Doch Spitzeder nutzte das Geld nicht nur für Zinszahlungen. Sie lebte in Luxus, kaufte sich eine prächtige Villa und umgab sich mit einer treuen Gefolgschaft. Ihr exzentrischer Lebensstil wurde zum Stadtgespräch, während ihre Bank immer mehr Einlagen verwaltete.

Schließlich kam es zum großen Zusammenbruch

Wie jedes Schneeballsystem war auch Spitzeders Bank zum Scheitern verurteilt. Im Jahr 1872 geriet sie unter Druck, als immer mehr Anleger ihr Geld zurückforderten. Da die Bank keine wirklichen Gewinne machte, brach das System zusammen. Über 32.000 Anleger verloren ihr Erspartes. Der Skandal erschütterte München und wurde in ganz Deutschland diskutiert.

Die Behörden griffen ein. Spitzeder wurde verhaftet und des Betrugs angeklagt. Der Prozess erregte nicht nur wegen des enormen finanziellen Schadens, sondern auch wegen Spitzeders Auftreten große öffentliche Aufmerksamkeit. Sie verteidigte sich selbstbewusst und zeigte keinerlei Reue. Dennoch wurde sie zu drei Jahren Gefängnis verurteilt. In der Haft schrieb sie ihre Memoiren, die 1878 veröffentlicht wurden.
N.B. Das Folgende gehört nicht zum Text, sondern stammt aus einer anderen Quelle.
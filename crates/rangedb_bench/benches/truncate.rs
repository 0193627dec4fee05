//! Range truncate benchmarks.

use criterion::{criterion_group, criterion_main, BatchSize, BenchmarkId, Criterion};
use rangedb_bench::{populated, TABLE};
use rangedb_core::{BeginConfig, CursorConfig, Database, RollbackConfig, Session};

const KEYS: i64 = 20_000;

fn truncate_range(session: &Session, lower: i64, upper: i64) {
    let mut start = session.open_cursor(TABLE, CursorConfig::new()).unwrap();
    let mut stop = session.open_cursor(TABLE, CursorConfig::new()).unwrap();
    start.set_key(lower);
    stop.set_key(upper);
    session.truncate(None, Some(&start), Some(&stop)).unwrap();
}

/// Benchmark committed truncates of half the table with different leaf
/// sizes; larger leaves leave fewer whole pages to delete at once.
fn bench_truncate_commit(c: &mut Criterion) {
    let mut group = c.benchmark_group("truncate_commit");
    group.sample_size(10);

    for leaf in [16usize, 128, 1_024].iter() {
        group.bench_with_input(BenchmarkId::from_parameter(leaf), leaf, |b, &leaf| {
            b.iter_batched(
                || populated(KEYS, 32, leaf),
                |db: Database| {
                    let session = db.open_session();
                    truncate_range(&session, KEYS / 4, KEYS * 3 / 4);
                },
                BatchSize::LargeInput,
            );
        });
    }
    group.finish();
}

/// Benchmark truncate followed by rollback, which restores every record.
fn bench_truncate_rollback(c: &mut Criterion) {
    let db = populated(KEYS, 32, 128);
    let session = db.open_session();

    c.bench_function("truncate_rollback", |b| {
        b.iter(|| {
            session.begin_transaction(&BeginConfig::new()).unwrap();
            truncate_range(&session, KEYS / 4, KEYS * 3 / 4);
            session.rollback_transaction(&RollbackConfig::new()).unwrap();
        });
    });
}

criterion_group!(benches, bench_truncate_commit, bench_truncate_rollback);
criterion_main!(benches);
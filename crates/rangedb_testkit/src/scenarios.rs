//! End-to-end scenarios with literal values.
//!
//! Each scenario builds its own in-memory database, runs the operations and
//! returns what it observed so tests and benches can check it.

use crate::fixtures::{create_table, drain, int_keys, populate, set_bound, TestDatabase, TABLE};
use rangedb_core::{
    BeginConfig, BoundConfig, CheckpointConfig, CommitConfig, CoreError, CoreResult,
    CursorConfig, Key, Position, PrepareConfig, RollbackConfig, Timestamp, TimestampConfig,
    Value,
};
use std::cmp::Ordering;

fn ts(value: u64) -> Timestamp {
    Timestamp::new(value)
}

/// Three-letter name of `i`, counting `aaa`, `aab`, ... in base 26.
pub fn letter_key(i: usize) -> String {
    let digits = [i / 676 % 26, i / 26 % 26, i % 26];
    digits
        .iter()
        .map(|&d| char::from(b'a' + u8::try_from(d).unwrap_or(0)))
        .collect()
}

/// Bounded forward scan over keys `1..=1000` with `[45, 50]`.
pub fn bounded_scan() -> CoreResult<Vec<i64>> {
    let db = crate::fixtures::presets::populated_database(1000);
    let session = db.open_session();
    let mut cursor = session.open_cursor(TABLE, CursorConfig::new())?;
    set_bound(&mut cursor, 45i64, BoundConfig::lower())?;
    set_bound(&mut cursor, 50i64, BoundConfig::upper())?;
    cursor.reset();
    Ok(int_keys(&drain(&mut cursor, true)?))
}

/// Outcome of [`exclusive_fixed_column_upper`].
#[derive(Debug, Clone, PartialEq, Eq)]
pub struct FixedScan {
    /// Record numbers returned by a full forward scan.
    pub recnos: Vec<u64>,
    /// Whether searching for the largest record number was not-found.
    pub max_not_found: bool,
}

/// Exclusive upper bound at the largest record of a fixed-length column store.
pub fn exclusive_fixed_column_upper() -> CoreResult<FixedScan> {
    let db = TestDatabase::memory();
    create_table(&db, "table:fixed", "key_format=r,value_format=8t");
    let session = db.open_session();
    populate(
        &session,
        "table:fixed",
        (1..=100u8).map(|n| (Key::recno(u64::from(n)), Value::Bits(n))),
        None,
    )?;

    let mut cursor = session.open_cursor("table:fixed", CursorConfig::new())?;
    set_bound(&mut cursor, Key::recno(100), BoundConfig::upper().inclusive(false))?;
    cursor.reset();
    let recnos = drain(&mut cursor, true)?
        .iter()
        .filter_map(|(k, _)| k.as_recno())
        .collect();
    cursor.set_key(Key::recno(100));
    let max_not_found = cursor.search().is_err_and(|e| e.is_not_found());
    Ok(FixedScan {
        recnos,
        max_not_found,
    })
}

/// `search_near` past the upper bound of a fixed-width string table.
///
/// Keys are [`letter_key`] of `0..1000`, bounded to `["aac", "aaz")`.
pub fn search_near_outside_bounds() -> CoreResult<(Ordering, Key)> {
    let db = TestDatabase::memory();
    create_table(&db, TABLE, "key_format=5s,value_format=S");
    let session = db.open_session();
    populate(
        &session,
        TABLE,
        (1000..2000).map(|i| (letter_key(i - 1000), format!("value{i}"))),
        None,
    )?;

    let mut cursor = session.open_cursor(TABLE, CursorConfig::new())?;
    set_bound(&mut cursor, "aac", BoundConfig::lower())?;
    set_bound(&mut cursor, "aaz", BoundConfig::upper().inclusive(false))?;
    cursor.set_key("ab");
    let exact = cursor.search_near()?;
    Ok((exact, cursor.key()?))
}

/// Outcome of [`truncate_rollback`].
#[derive(Debug, Clone, PartialEq, Eq)]
pub struct TruncateRollback {
    /// Records a full scan counts after the rollback.
    pub count: usize,
    /// Keys in `[200, 800]` whose value is not `v1` after the rollback.
    pub changed: Vec<i64>,
    /// Records the truncating transaction itself saw before rolling back.
    pub count_inside: usize,
}

/// Truncates `[200, 800]` of keys `1..=1000` in a transaction and rolls back.
pub fn truncate_rollback() -> CoreResult<TruncateRollback> {
    let db = crate::fixtures::presets::populated_database(1000);
    let session = db.open_session();

    session.begin_transaction(&BeginConfig::new())?;
    let count_inside = {
        let mut start = session.open_cursor(TABLE, CursorConfig::new())?;
        let mut stop = session.open_cursor(TABLE, CursorConfig::new())?;
        start.set_key(200i64);
        stop.set_key(800i64);
        session.truncate(None, Some(&start), Some(&stop))?;
        let mut scan = session.open_cursor(TABLE, CursorConfig::new())?;
        drain(&mut scan, true)?.len()
    };
    session.rollback_transaction(&RollbackConfig::new())?;

    let mut changed = Vec::new();
    for k in 200..=800i64 {
        if crate::fixtures::read(&session, TABLE, k)? != Value::str("v1") {
            changed.push(k);
        }
    }
    let mut scan = session.open_cursor(TABLE, CursorConfig::new())?;
    Ok(TruncateRollback {
        count: drain(&mut scan, true)?.len(),
        changed,
        count_inside,
    })
}

/// Outcome of [`prepare_conflict_scan`].
#[derive(Debug, Clone, PartialEq, Eq)]
pub struct PrepareConflictScan {
    /// Consecutive `next` calls that failed with a prepare conflict.
    pub conflicts: usize,
    /// Whether the cursor stayed unpositioned through the conflicts.
    pub stayed_unset: bool,
    /// The record `next` returned once the prepared transaction committed.
    pub after_commit: (Key, Value),
}

/// A bounded scan that runs into a prepared insert until it commits.
pub fn prepare_conflict_scan() -> CoreResult<PrepareConflictScan> {
    let db = TestDatabase::memory();
    create_table(&db, TABLE, "key_format=q,value_format=S");

    let writer = db.open_session();
    writer.begin_transaction(&BeginConfig::new())?;
    populate(&writer, TABLE, [(1i64, "V")], None)?;
    writer.prepare_transaction(&PrepareConfig::at(ts(5)))?;

    let reader = db.open_session();
    let mut cursor = reader.open_cursor(TABLE, CursorConfig::new())?;
    set_bound(&mut cursor, 1i64, BoundConfig::lower())?;
    let mut conflicts = 0;
    let mut stayed_unset = true;
    for _ in 0..3 {
        match cursor.next() {
            Err(CoreError::PrepareConflict) => conflicts += 1,
            Err(e) => return Err(e),
            Ok(()) => break,
        }
        stayed_unset &= cursor.position() == &Position::Unset;
    }

    writer.commit_transaction(&CommitConfig::new().commit_timestamp(ts(6)))?;
    cursor.next()?;
    Ok(PrepareConflictScan {
        conflicts,
        stayed_unset,
        after_commit: (cursor.key()?, cursor.value()?),
    })
}

/// Keys the prepared-commit scenarios write.
pub const PREPARED_KEYS: std::ops::RangeInclusive<i64> = 1..=10;

/// Runs the prepare-then-commit-across-stable sequence on `db`:
/// `v1` at 10, stable 10, `v2` prepared at 20, stable 30, committed at 25
/// with durable 35.
///
/// A checkpoint named `before` is taken after stable reaches 10.
pub fn commit_prepared_across_stable(db: &rangedb_core::Database) -> CoreResult<()> {
    let session = db.open_session();
    populate(&session, TABLE, PREPARED_KEYS.map(|k| (k, "v1")), Some(ts(10)))?;
    db.set_timestamp(&TimestampConfig::new().stable(ts(10)))?;
    session.checkpoint(&CheckpointConfig::new().name("before"))?;

    session.begin_transaction(&BeginConfig::new())?;
    populate(&session, TABLE, PREPARED_KEYS.map(|k| (k, "v2")), None)?;
    session.prepare_transaction(&PrepareConfig::at(ts(20)))?;
    db.set_timestamp(&TimestampConfig::new().stable(ts(30)))?;
    session.commit_transaction(
        &CommitConfig::new()
            .commit_timestamp(ts(25))
            .durable_timestamp(ts(35)),
    )?;
    Ok(())
}

/// Checkpoints after [`commit_prepared_across_stable`] and reads every key
/// from that checkpoint at read timestamp 25.
pub fn prepared_commit_in_checkpoint() -> CoreResult<Vec<Value>> {
    let db = TestDatabase::memory();
    create_table(&db, TABLE, "key_format=q,value_format=S");
    commit_prepared_across_stable(&db)?;

    let session = db.open_session();
    session.checkpoint(&CheckpointConfig::new())?;
    let mut cursor = session.open_cursor(
        TABLE,
        CursorConfig::new()
            .checkpoint(rangedb_core::DEFAULT_CHECKPOINT_NAME)
            .checkpoint_read_timestamp(ts(25)),
    )?;
    Ok(drain(&mut cursor, true)?
        .into_iter()
        .map(|(_, v)| v)
        .collect())
}
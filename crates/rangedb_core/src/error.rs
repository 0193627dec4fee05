//! Error types for rangedb core.

use std::fmt;
use std::io;
use thiserror::Error;

/// Result type for core operations.
pub type CoreResult<T> = Result<T, CoreError>;

/// Why a resource was busy.
#[derive(Debug, Clone, Copy, PartialEq, Eq, Hash)]
pub enum BusyKind {
    /// A checkpoint is already running.
    CheckpointLock,
    /// The schema is being changed by another session.
    SchemaLock,
    /// The table is locked by another operation.
    TableLock,
    /// A backup holds the resource.
    Backup,
    /// The table handle is in use (open cursors).
    Dhandle,
    /// A transaction has uncommitted writes on the resource.
    UncommittedData,
    /// The resource has modified data not yet captured by a checkpoint.
    DirtyData,
}

impl fmt::Display for BusyKind {
    fn fmt(&self, f: &mut fmt::Formatter<'_>) -> fmt::Result {
        let name = match self {
            Self::CheckpointLock => "checkpoint-lock",
            Self::SchemaLock => "schema-lock",
            Self::TableLock => "table-lock",
            Self::Backup => "backup",
            Self::Dhandle => "dhandle",
            Self::UncommittedData => "uncommitted-data",
            Self::DirtyData => "dirty-data",
        };
        f.write_str(name)
    }
}

/// Errors that can occur in rangedb core operations.
#[derive(Debug, Error)]
pub enum CoreError {
    /// No matching key.
    #[error("item not found")]
    NotFound,

    /// Insert without overwrite found the key already present.
    #[error("duplicate key")]
    DuplicateKey,

    /// A write or truncate conflicted with another transaction.
    #[error("conflict between concurrent operations, transaction must roll back: {reason}")]
    RollbackRequired {
        /// What conflicted.
        reason: String,
    },

    /// A read crossed a prepared, unresolved version.
    #[error("conflict with a prepared update")]
    PrepareConflict,

    /// Malformed configuration or an operation illegal in the current state.
    #[error("invalid argument: {message}")]
    InvalidArgument {
        /// Description of the problem.
        message: String,
    },

    /// The operation is not legal on this cursor or data source.
    #[error("operation not supported: {message}")]
    NotSupported {
        /// Description of the unsupported operation.
        message: String,
    },

    /// A resource needed by the operation is held elsewhere.
    #[error("resource busy ({kind}): {message}")]
    Busy {
        /// Sub-classification of the conflict.
        kind: BusyKind,
        /// Description of the holder.
        message: String,
    },

    /// Structural corruption; not recoverable at this layer.
    #[error("fatal error: {message}")]
    Fatal {
        /// Description of the corruption.
        message: String,
    },

    /// A checkpoint image could not be encoded or decoded.
    #[error("codec error: {0}")]
    Codec(String),

    /// A checkpoint image failed validation.
    #[error("corrupt checkpoint image: {message}")]
    CorruptCheckpoint {
        /// Description of the problem.
        message: String,
    },

    /// Another process has the database home locked.
    #[error("database locked: another process has exclusive access")]
    DatabaseLocked,

    /// Storage backend error.
    #[error("storage error: {0}")]
    Storage(#[from] rangedb_storage::StorageError),

    /// I/O error.
    #[error("I/O error: {0}")]
    Io(#[from] io::Error),
}

impl CoreError {
    /// Creates a rollback-required error.
    pub fn rollback_required(reason: impl Into<String>) -> Self {
        Self::RollbackRequired {
            reason: reason.into(),
        }
    }

    /// Creates an invalid argument error.
    pub fn invalid_argument(message: impl Into<String>) -> Self {
        Self::InvalidArgument {
            message: message.into(),
        }
    }

    /// Creates a not-supported error.
    pub fn not_supported(message: impl Into<String>) -> Self {
        Self::NotSupported {
            message: message.into(),
        }
    }

    /// Creates a busy error.
    pub fn busy(kind: BusyKind, message: impl Into<String>) -> Self {
        Self::Busy {
            kind,
            message: message.into(),
        }
    }

    /// Creates a fatal error.
    pub fn fatal(message: impl Into<String>) -> Self {
        Self::Fatal {
            message: message.into(),
        }
    }

    /// Creates a codec error.
    pub fn codec(message: impl Into<String>) -> Self {
        Self::Codec(message.into())
    }

    /// Creates a corrupt checkpoint error.
    pub fn corrupt_checkpoint(message: impl Into<String>) -> Self {
        Self::CorruptCheckpoint {
            message: message.into(),
        }
    }

    /// Whether the caller may retry the same operation after waiting.
    #[must_use]
    pub fn is_retryable(&self) -> bool {
        matches!(self, Self::PrepareConflict)
    }

    /// Whether the running transaction must be rolled back.
    #[must_use]
    pub fn requires_rollback(&self) -> bool {
        matches!(self, Self::RollbackRequired { .. })
    }

    /// Whether this is [`CoreError::NotFound`].
    #[must_use]
    pub fn is_not_found(&self) -> bool {
        matches!(self, Self::NotFound)
    }

    /// The busy sub-classification, if this is a busy error.
    #[must_use]
    pub fn busy_kind(&self) -> Option<BusyKind> {
        match self {
            Self::Busy { kind, .. } => Some(*kind),
            _ => None,
        }
    }
}

#[cfg(test)]
mod tests {
    use super::*;

    #[test]
    fn retry_classification() {
        assert!(CoreError::PrepareConflict.is_retryable());
        assert!(!CoreError::PrepareConflict.requires_rollback());
        let conflict = CoreError::rollback_required("write conflict");
        assert!(conflict.requires_rollback());
        assert!(!conflict.is_retryable());
        assert!(!CoreError::NotFound.is_retryable());
    }

    #[test]
    fn busy_kind_is_reported() {
        let err = CoreError::busy(BusyKind::Dhandle, "table has open cursors");
        assert_eq!(err.busy_kind(), Some(BusyKind::Dhandle));
        assert_eq!(
            err.to_string(),
            "resource busy (dhandle): table has open cursors"
        );
        assert_eq!(CoreError::NotFound.busy_kind(), None);
    }
}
Adele Spitzeder lebte offen lesbisch – in einer Zeit, in der es verpönt war

Was Spitzeder von anderen Hochstaplerinnen unterschied, war nicht nur ihr Finanzgeschick, sondern auch ihre Offenheit in Liebesdingen. In einer Zeit, in der Homosexualität als gesellschaftliches Tabu galt, lebte sie ihre Beziehungen zu Frauen ohne Rücksicht auf Konventionen.

Besonders bekannt ist ihre Partnerschaft mit Emilie Stier, mit der sie zusammen die „Dachauer Bank“ leitete. Doch auch außerhalb dieser Beziehung soll sie zahlreiche wechselnde Geliebte gehabt haben. Zeitgenossen beschrieben, wie sie sich gerne mit jungen Frauen umgab und diese großzügig mit Geschenken bedachte.

Während ihres Prozesses wurde ihre Homosexualität zum Gesprächsthema. Kritiker sahen darin einen weiteren Ausdruck ihrer „moralischen Verkommenheit“. Ihre letzte Partnerin distanzierte sich öffentlich von ihr und sagte gegen sie aus – ein Verrat, der Spitzeder hart traf. In ihren Memoiren, die sie nach ihrer Haftentlassung schrieb, verschwieg sie ihre Liebesbeziehungen komplett. 

Die Hochstaplerin nahm ein trauriges Ende

Nach ihrer Haftentlassung versuchte Spitzeder, sich als Volkssängerin und Schriftstellerin eine neue Existenz aufzubauen. Doch die Gesellschaft hatte sie längst ausgeschlossen. Weder als Künstlerin noch als Geschäftsfrau konnte sie an frühere Zeiten anknüpfen.

Am 27. Oktober 1895 starb sie verarmt in München. Ihre Familie schien sich ihrer über den Tod hinaus zu schämen – auf ihrem Grabstein auf dem Münchner Südfriedhof steht der Name „Adele Schmid“. Damit sollte ihre Identität nachträglich ausgelöscht werden – was bis heute nicht gelungen ist.

Heute ist Adele Spitzeder eine faszinierende Figur der Geschichte. Ihr Name steht für einen der ersten großen Finanzskandale der Neuzeit, aber auch für eine Frau, die gesellschaftliche Normen herausforderte – mit Mut, Skrupellosigkeit und tragischen Folgen.